This presentation was made at the 2019 NAFEMS World Congress in Quebec Canada
This paper presents a novel simulation model for ski manufacturing which was developed by the Lucerne University of Applied Sciences and Arts as part of a research project together with the company Stöckli Swiss Sports AG. The goal was to simulate the complete heating-press process by means of FEM simulations. Skis are quasi-symmetrical multilayer composites, bonded by an adhesive. Since the adhesive curing depends on heat and pressure, the skis are heat-pressed. This production step gives the ski its shape and stiffness, and thus determines the characteristics and the quality of a ski. The proper modeling of the curing process is an essential part in simulating the complete process. The focus is therefore on the simulation of the curing behavior of the adhesive and the development of a curing-contact model.

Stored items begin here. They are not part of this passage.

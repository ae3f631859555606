// SPDX-License-Identifier: MIT
// Copyright 2026 Roland Dreier <roland@rolandd.dev>

use async_trait::async_trait;
use axum::response::Response;
use jsonwebtoken::{encode, Algorithm, EncodingKey, Header};
use refresh_token_relay::config::Config;
use refresh_token_relay::db::{FirestoreDb, UserStore};
use refresh_token_relay::error::AppError;
use refresh_token_relay::models::UserCredentials;
use refresh_token_relay::routes::create_router;
use refresh_token_relay::services::{
    CodeExchanger, ExchangeError, IdentityError, IdentityVerifier, ProviderCredentials,
    VerifiedUser,
};
use refresh_token_relay::AppState;
use serde_json::{Map, Value};
use std::collections::HashMap;
use std::sync::atomic::{AtomicUsize, Ordering};
use std::sync::{Arc, Mutex};
use std::time::{SystemTime, UNIX_EPOCH};

/// RSA key pair standing in for Google's securetoken signing key.
#[allow(dead_code)]
pub const TEST_SIGNING_KEY_PEM: &[u8] = include_bytes!("../fixtures/firebase_test_key.pem");
#[allow(dead_code)]
pub const TEST_PUBLIC_KEY_PEM: &[u8] = include_bytes!("../fixtures/firebase_test_key.pub.pem");
/// JWK components of the public key above.
#[allow(dead_code)]
pub const TEST_JWK_N: &str = "pLMSvoX1OpLdpW9UEue7D8RePffbth2iVI9e0UQp2aC87tuyHLnD-MhFLp4faSmt5wM1VN3Ikg_jkdRcWO35NZSZSl-VKVcC4COYlA9REjTS2CmX7j8rg8oFpklIG77NbD6Gfzm_tXis-HSrkrL05r96rVGHnQwOmoZ-FdOU0Z0KFdM6nrg_pxbFYbZ1xi5qC8uiHq1X8Z3yqYw-k1P0hGWm0AwHykzGGE5EDKIoChnZ_Pk1DxXVRDYnYo6jogHzI_4ZB9K-iPBgmAkrkTt5EFUoLnDP9a7yiDfnH1tHxlzBRFWjH-La9lNYTUjX0NpWi5T5Cy4tj1_H1WM58PkFpw";
#[allow(dead_code)]
pub const TEST_JWK_E: &str = "AQAB";
#[allow(dead_code)]
pub const TEST_KID: &str = "test-kid-1";
/// A key nobody trusts.
#[allow(dead_code)]
pub const UNTRUSTED_SIGNING_KEY_PEM: &[u8] = include_bytes!("../fixtures/untrusted_key.pem");

/// Check if emulator is available via environment variable.
#[allow(dead_code)]
pub fn emulator_available() -> bool {
    std::env::var("FIRESTORE_EMULATOR_HOST").is_ok()
}

/// Skip test with message if emulator not available.
#[macro_export]
macro_rules! require_emulator {
    () => {
        if !crate::common::emulator_available() {
            eprintln!("⚠️  Skipping: FIRESTORE_EMULATOR_HOST not set");
            return;
        }
    };
}

/// Create a test database connection.
#[allow(dead_code)]
pub async fn test_db() -> FirestoreDb {
    FirestoreDb::new("test-project")
        .await
        .expect("Failed to connect to Firestore emulator")
}

#[allow(dead_code)]
pub fn now_secs() -> u64 {
    SystemTime::now()
        .duration_since(UNIX_EPOCH)
        .unwrap()
        .as_secs()
}

/// Claims of a fresh ID token for `uid` in `project_id`.
#[allow(dead_code)]
pub fn firebase_claims(uid: &str, project_id: &str) -> Value {
    let now = now_secs();
    serde_json::json!({
        "iss": format!("https://securetoken.google.com/{project_id}"),
        "aud": project_id,
        "sub": uid,
        "user_id": uid,
        "iat": now,
        "auth_time": now,
        "exp": now + 3600,
        "firebase": { "sign_in_provider": "google.com", "identities": {} }
    })
}

/// Sign `claims` as an RS256 ID token with `kid`.
#[allow(dead_code)]
pub fn sign_id_token(claims: &Value, kid: &str, private_key_pem: &[u8]) -> String {
    let mut header = Header::new(Algorithm::RS256);
    header.kid = Some(kid.to_string());

    encode(
        &header,
        claims,
        &EncodingKey::from_rsa_pem(private_key_pem).expect("valid RSA fixture"),
    )
    .expect("Failed to sign ID token")
}

#[allow(dead_code)]
pub async fn body_text(response: Response) -> String {
    let bytes = axum::body::to_bytes(response.into_body(), usize::MAX)
        .await
        .expect("body should be readable");
    String::from_utf8(bytes.to_vec()).expect("body should be UTF-8")
}

// ─── Test doubles ────────────────────────────────────────────────────────────

/// Identity verifier that knows a fixed set of tokens.
#[derive(Default)]
#[allow(dead_code)]
pub struct StaticIdentityVerifier {
    users_by_token: HashMap<String, String>,
    calls: AtomicUsize,
}

#[allow(dead_code)]
impl StaticIdentityVerifier {
    pub fn with_user(token: &str, user_id: &str) -> Self {
        let mut users_by_token = HashMap::new();
        users_by_token.insert(token.to_string(), user_id.to_string());
        Self {
            users_by_token,
            calls: AtomicUsize::new(0),
        }
    }

    pub fn calls(&self) -> usize {
        self.calls.load(Ordering::SeqCst)
    }
}

#[async_trait]
impl IdentityVerifier for StaticIdentityVerifier {
    async fn verify(&self, id_token: &str) -> Result<VerifiedUser, IdentityError> {
        self.calls.fetch_add(1, Ordering::SeqCst);
        self.users_by_token
            .get(id_token)
            .map(|user_id| VerifiedUser {
                user_id: user_id.clone(),
            })
            .ok_or_else(|| IdentityError::Invalid("ID token has invalid signature".to_string()))
    }
}

/// Scripted exchange result.
#[derive(Clone)]
#[allow(dead_code)]
pub enum ExchangeOutcome {
    Issue(Option<String>),
    Reject(String),
}

/// Code exchanger that records the codes it is asked to redeem.
#[allow(dead_code)]
pub struct FakeCodeExchanger {
    outcome: ExchangeOutcome,
    codes: Mutex<Vec<String>>,
}

#[allow(dead_code)]
impl FakeCodeExchanger {
    pub fn issuing(refresh_token: &str) -> Self {
        Self::with_outcome(ExchangeOutcome::Issue(Some(refresh_token.to_string())))
    }

    pub fn without_refresh_token() -> Self {
        Self::with_outcome(ExchangeOutcome::Issue(None))
    }

    pub fn rejecting(detail: &str) -> Self {
        Self::with_outcome(ExchangeOutcome::Reject(detail.to_string()))
    }

    pub fn with_outcome(outcome: ExchangeOutcome) -> Self {
        Self {
            outcome,
            codes: Mutex::new(Vec::new()),
        }
    }

    pub fn codes(&self) -> Vec<String> {
        self.codes.lock().unwrap().clone()
    }
}

#[async_trait]
impl CodeExchanger for FakeCodeExchanger {
    async fn exchange(&self, code: &str) -> Result<ProviderCredentials, ExchangeError> {
        self.codes.lock().unwrap().push(code.to_string());
        match &self.outcome {
            ExchangeOutcome::Issue(refresh_token) => Ok(ProviderCredentials {
                access_token: "ya29.test-access-token".to_string(),
                refresh_token: refresh_token.clone(),
                ..Default::default()
            }),
            ExchangeOutcome::Reject(detail) => Err(ExchangeError::Rejected(detail.clone())),
        }
    }
}

/// Document store with Firestore's update-mask merge semantics.
#[derive(Default)]
#[allow(dead_code)]
pub struct InMemoryUserStore {
    docs: Mutex<HashMap<String, Map<String, Value>>>,
    writes: AtomicUsize,
}

#[allow(dead_code)]
impl InMemoryUserStore {
    pub fn seed(&self, user_id: &str, doc: Value) {
        let Value::Object(fields) = doc else {
            panic!("seed document must be an object");
        };
        self.docs
            .lock()
            .unwrap()
            .insert(user_id.to_string(), fields);
    }

    pub fn get(&self, user_id: &str) -> Option<Map<String, Value>> {
        self.docs.lock().unwrap().get(user_id).cloned()
    }

    pub fn writes(&self) -> usize {
        self.writes.load(Ordering::SeqCst)
    }
}

#[async_trait]
impl UserStore for InMemoryUserStore {
    async fn merge_credentials(
        &self,
        user_id: &str,
        credentials: &UserCredentials,
    ) -> Result<(), AppError> {
        self.writes.fetch_add(1, Ordering::SeqCst);
        let mut docs = self.docs.lock().unwrap();
        let doc = docs.entry(user_id.to_string()).or_default();
        doc.insert(
            "refresh_token".to_string(),
            Value::String(credentials.refresh_token.clone()),
        );
        doc.insert(
            "fcm_token".to_string(),
            Value::String(credentials.fcm_token.clone()),
        );
        Ok(())
    }
}

/// Collaborators behind a test app, kept so tests can inspect them.
#[allow(dead_code)]
pub struct TestDeps {
    pub verifier: Arc<StaticIdentityVerifier>,
    pub exchanger: Arc<FakeCodeExchanger>,
    pub store: Arc<InMemoryUserStore>,
}

/// Create a test app from in-memory doubles.
/// Returns the router and the doubles.
#[allow(dead_code)]
pub fn create_test_app(
    verifier: StaticIdentityVerifier,
    exchanger: FakeCodeExchanger,
    store: Arc<InMemoryUserStore>,
) -> (axum::Router, TestDeps) {
    let deps = TestDeps {
        verifier: Arc::new(verifier),
        exchanger: Arc::new(exchanger),
        store,
    };

    let state = Arc::new(AppState {
        config: Config::default(),
        identity_verifier: deps.verifier.clone(),
        code_exchanger: deps.exchanger.clone(),
        user_store: deps.store.clone(),
    });

    (create_router(state), deps)
}

/// Create a test app whose user store is any `UserStore`.
#[allow(dead_code)]
pub fn create_test_app_with_store(
    verifier: StaticIdentityVerifier,
    exchanger: FakeCodeExchanger,
    store: Arc<dyn UserStore>,
) -> axum::Router {
    let state = Arc::new(AppState {
        config: Config::default(),
        identity_verifier: Arc::new(verifier),
        code_exchanger: Arc::new(exchanger),
        user_store: store,
    });

    create_router(state)
}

The simulation of the heat-press process consists of three steps, conducted with ANSYS Mechanical. A transient thermal simulation of the ski generates the nonstationary temperature field, including the surrounding press bed. Depending on the temperature change, position and time, the calculation of the adhesive curing behavior is computed in a separate intermediate step, performed with ANSYS APDL commands. In a concluding nonlinear static-mechanical simulation, the heat-press process is simulated using the temperature field, the curing behavior of the adhesive and other parameters, resulting in the final shape of the ski and the residual stresses. The successful validation of the temperature field, the deflection curve and the bending stiffness by measurements emphasize the level of maturity of the developed ski model. The simulation model generates major insights. Critical zones in the ski and press bed can be identified. The greatest potential is in the large number of possible parameter studies for all kinds of geometry and process parameters. The use of simulation in the development of new skis and processes in manufacturing can save costs by requiring significantly fewer physical prototypes. Furthermore, such models help to explore the effectiveness of completely new and unconventional approaches in ski design.